Le 26 juin dernier, le président turc Recep Tayyip Erdogan a posé la première pierre de l’un des six ponts qui traversera le « Kanal Istanbul », qui reliera la mer de Marmara à la mer Noire du côté européen de la ville d’Istanbul. Long de 45 kilomètres, large de 275 mètres et d’une profondeur de 21 mètres, ce projet phare mis en avant par le chef de l’État depuis 2011 pourra accueillir les superpétroliers VLCC (Very Large Crude Cruisers), et devrait permettre de désengorger de 90 pour cent le détroit du Bosphore, selon Erdogan. Le chantier, au budget estimé à 15 milliards de dollars, est fortement critiqué par le maire d’Istanbul, Ekrem Imamoglu, du parti d’opposition de centre-droit CHP, qui craint pour l’approvisionnement en eau de la ville. Le canal sera en effet creusé dans une zone boisée, traversée par de nombreuses rivières connectées au réseau d’eau d’Istanbul depuis le XVIIe siècle.

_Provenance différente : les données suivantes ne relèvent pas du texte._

//! JSON wire format of the chat socket.
//!
//! Inbound frames are kept as free-form JSON objects so fields this server
//! does not interpret are forwarded to other clients untouched.

use axum::extract::ws::Message;
use serde::Serialize;
use serde_json::{Map, Value};

use crate::auth::Identity;
use crate::db::models::{Attachment, Author};
use crate::ws::ConnectionSender;

/// A decoded inbound frame, classified by its `type` tag.
#[derive(Debug, Clone, PartialEq)]
pub enum InboundEvent {
    /// `{"type":"auth","token":"..."}`; a missing or non-string token is `None`.
    Auth { token: Option<String> },
    /// `{"type":"message", ...}`
    Message(ChatMessage),
    /// Any other or missing `type`; forwarded as-is.
    Other(Map<String, Value>),
}

/// Decode one frame. Anything that is not a JSON object is a protocol error.
pub fn decode_frame(data: &[u8]) -> Result<InboundEvent, serde_json::Error> {
    let fields: Map<String, Value> = serde_json::from_slice(data)?;

    let event = match fields.get("type").and_then(Value::as_str) {
        Some("auth") => InboundEvent::Auth {
            token: fields
                .get("token")
                .and_then(Value::as_str)
                .map(str::to_string),
        },
        Some("message") => InboundEvent::Message(ChatMessage { fields }),
        _ => InboundEvent::Other(fields),
    };
    Ok(event)
}

/// An inbound `message` event plus whatever stamping it has received.
#[derive(Debug, Clone, PartialEq)]
pub struct ChatMessage {
    fields: Map<String, Value>,
}

impl ChatMessage {
    pub fn text(&self) -> &str {
        self.fields
            .get("text")
            .and_then(Value::as_str)
            .unwrap_or_default()
    }

    /// Direct-message target; `to` takes precedence over `recipient`.
    /// `None` means the message is public.
    pub fn recipient(&self) -> Option<&str> {
        ["to", "recipient"]
            .iter()
            .find_map(|key| self.fields.get(*key).and_then(Value::as_str))
    }

    /// Attachment descriptors under `images`. Entries that are not objects are
    /// skipped; missing fields default to empty / zero.
    pub fn attachments(&self) -> Vec<Attachment> {
        let Some(images) = self.fields.get("images").and_then(Value::as_array) else {
            return Vec::new();
        };

        images
            .iter()
            .filter_map(Value::as_object)
            .map(|image| Attachment {
                url: string_field(image, "url"),
                filename: string_field(image, "filename"),
                filesize: image
                    .get("filesize")
                    .and_then(|v| v.as_i64().or_else(|| v.as_f64().map(|f| f as i64)))
                    .unwrap_or(0),
            })
            .collect()
    }

    /// Add the persisted `id`, store timestamp `ts` (epoch ms) and `author` snapshot.
    pub fn stamp(&mut self, id: i64, ts: i64, author: &Author) {
        self.fields.insert("id".to_string(), Value::from(id));
        self.fields.insert("ts".to_string(), Value::from(ts));
        self.fields.insert(
            "author".to_string(),
            serde_json::to_value(author).unwrap_or(Value::Null),
        );
    }

    pub fn is_stamped(&self) -> bool {
        self.fields.contains_key("id") && self.fields.contains_key("ts")
    }

    pub fn into_fields(self) -> Map<String, Value> {
        self.fields
    }
}

fn string_field(object: &Map<String, Value>, key: &str) -> String {
    object
        .get(key)
        .and_then(Value::as_str)
        .unwrap_or_default()
        .to_string()
}

/// Replies sent to the originating connection only.
#[derive(Debug, Serialize)]
#[serde(tag = "type", rename_all = "snake_case")]
pub enum ServerEvent<'a> {
    AuthOk { user: &'a Identity },
    AuthFail,
    Error { reason: &'a str },
}

/// Reason sent when a `message` arrives before the handshake completed.
pub const REASON_UNAUTHENTICATED: &str = "unauthenticated";

impl ServerEvent<'_> {
    pub fn to_message(&self) -> Option<Message> {
        serde_json::to_string(self)
            .ok()
            .map(|json| Message::Text(json.into()))
    }
}

/// Queue a reply for the connection's writer task.
/// Waits for queue space; an error means the connection is already gone.
pub async fn send_event(tx: &ConnectionSender, event: &ServerEvent<'_>) {
    if let Some(msg) = event.to_message() {
        let _ = tx.send(msg).await;
    }
}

Par ailleurs, les scientifiques soutiennent que le canal pourrait aspirer les eaux polluées de la mer Noire jusque dans la mer de Marmara. Selon Erdogan, en évitant que les navires ne stationnent devant le Bosphore avant de l’emprunter, le canal permettrait de réduire les épisodes de prolifération en mer de Marmara, sous l’effet combiné de la pollution et du changement climatique, d’une mousse visqueuse régulièrement observée ces dernières années.

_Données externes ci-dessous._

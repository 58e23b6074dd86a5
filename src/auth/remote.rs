use std::time::Duration;

use async_trait::async_trait;
use reqwest::StatusCode;
use serde_json::Value;

use super::{id_from_claim, AuthError, Identity, IdentitySource};

const REQUEST_TIMEOUT: Duration = Duration::from_secs(10);

/// Validates tokens against a hosted auth provider's `GET /auth/v1/user`.
pub struct RemoteAuth {
    client: reqwest::Client,
    user_url: String,
    api_key: Option<String>,
}

impl RemoteAuth {
    pub fn new(base_url: &str, api_key: Option<String>) -> Result<Self, AuthError> {
        let client = reqwest::Client::builder().timeout(REQUEST_TIMEOUT).build()?;
        Ok(Self {
            client,
            user_url: format!("{}/auth/v1/user", base_url.trim_end_matches('/')),
            api_key: api_key.filter(|k| !k.is_empty()),
        })
    }
}

#[async_trait]
impl IdentitySource for RemoteAuth {
    async fn resolve(&self, token: &str) -> Result<Identity, AuthError> {
        if token.is_empty() {
            return Err(AuthError::MissingToken);
        }

        let mut request = self.client.get(&self.user_url).bearer_auth(token);
        if let Some(key) = &self.api_key {
            request = request.header("apikey", key);
        }

        let response = request.send().await?;
        if response.status() != StatusCode::OK {
            return Err(AuthError::Rejected(response.status().as_u16()));
        }

        let body: Value = response.json().await?;
        identity_from_user(&body)
    }
}

fn identity_from_user(user: &Value) -> Result<Identity, AuthError> {
    let object = user
        .as_object()
        .ok_or_else(|| AuthError::MalformedUser(format!("expected object, got {}", user)))?;

    Ok(Identity {
        id: object.get("id").map(id_from_claim).unwrap_or(0),
        email: object
            .get("email")
            .and_then(Value::as_str)
            .unwrap_or_default()
            .to_string(),
    })
}
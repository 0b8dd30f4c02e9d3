use axum::{
    Router,
    routing::{get, post},
};
use storage::repository::SharedStore;

use super::handlers::{
    add_exercise, delete_exercise, get_exercise, list_exercises, update_exercise,
};

pub fn routes() -> Router<SharedStore> {
    Router::new()
        .route("/", get(list_exercises))
        .route("/add", post(add_exercise))
        .route("/:id", get(get_exercise).delete(delete_exercise))
        .route("/update/:id", post(update_exercise))
}
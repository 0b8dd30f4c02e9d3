use thiserror::Error;
use validator::ValidationErrors;

#[derive(Debug, Error)]
pub enum StorageError {
    #[error("Database error: {0}")]
    Database(#[from] sqlx::Error),

    #[error("Migration error: {0}")]
    Migration(#[from] sqlx::migrate::MigrateError),

    #[error("Exercise not found")]
    NotFound,

    #[error("Invalid exercise id: {0}")]
    InvalidId(String),

    #[error("Exercise validation failed: {}", describe_validation(.0))]
    Validation(#[from] ValidationErrors),
}

pub type Result<T> = std::result::Result<T, StorageError>;

impl StorageError {
    /// True for failures of the backing database itself, as opposed to
    /// problems with the request.
    pub fn is_unavailable(&self) -> bool {
        matches!(self, StorageError::Database(_) | StorageError::Migration(_))
    }
}

/// Flattens field errors into `field: message` pairs, sorted by field name.
pub fn describe_validation(errors: &ValidationErrors) -> String {
    let mut messages: Vec<String> = errors
        .field_errors()
        .iter()
        .flat_map(|(field, errors)| {
            errors.iter().map(move |e| {
                format!(
                    "{}: {}",
                    field,
                    e.message
                        .as_ref()
                        .map(|m| m.to_string())
                        .unwrap_or_else(|| e.code.to_string())
                )
            })
        })
        .collect();
    messages.sort();
    messages.join(", ")
}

Les détracteurs évoquent aussi la question de la rentabilité d’un tel équipement : en effet, une baisse continuelle du trafic dans le Bosphore a été observée. D’autant que la taxe dont il faudra s’acquitter pour emprunter le Kanal Istanbul pourrait freiner les armateurs : s’il présente des risques, le passage par le Bosphore, lui, devrait rester gratuit.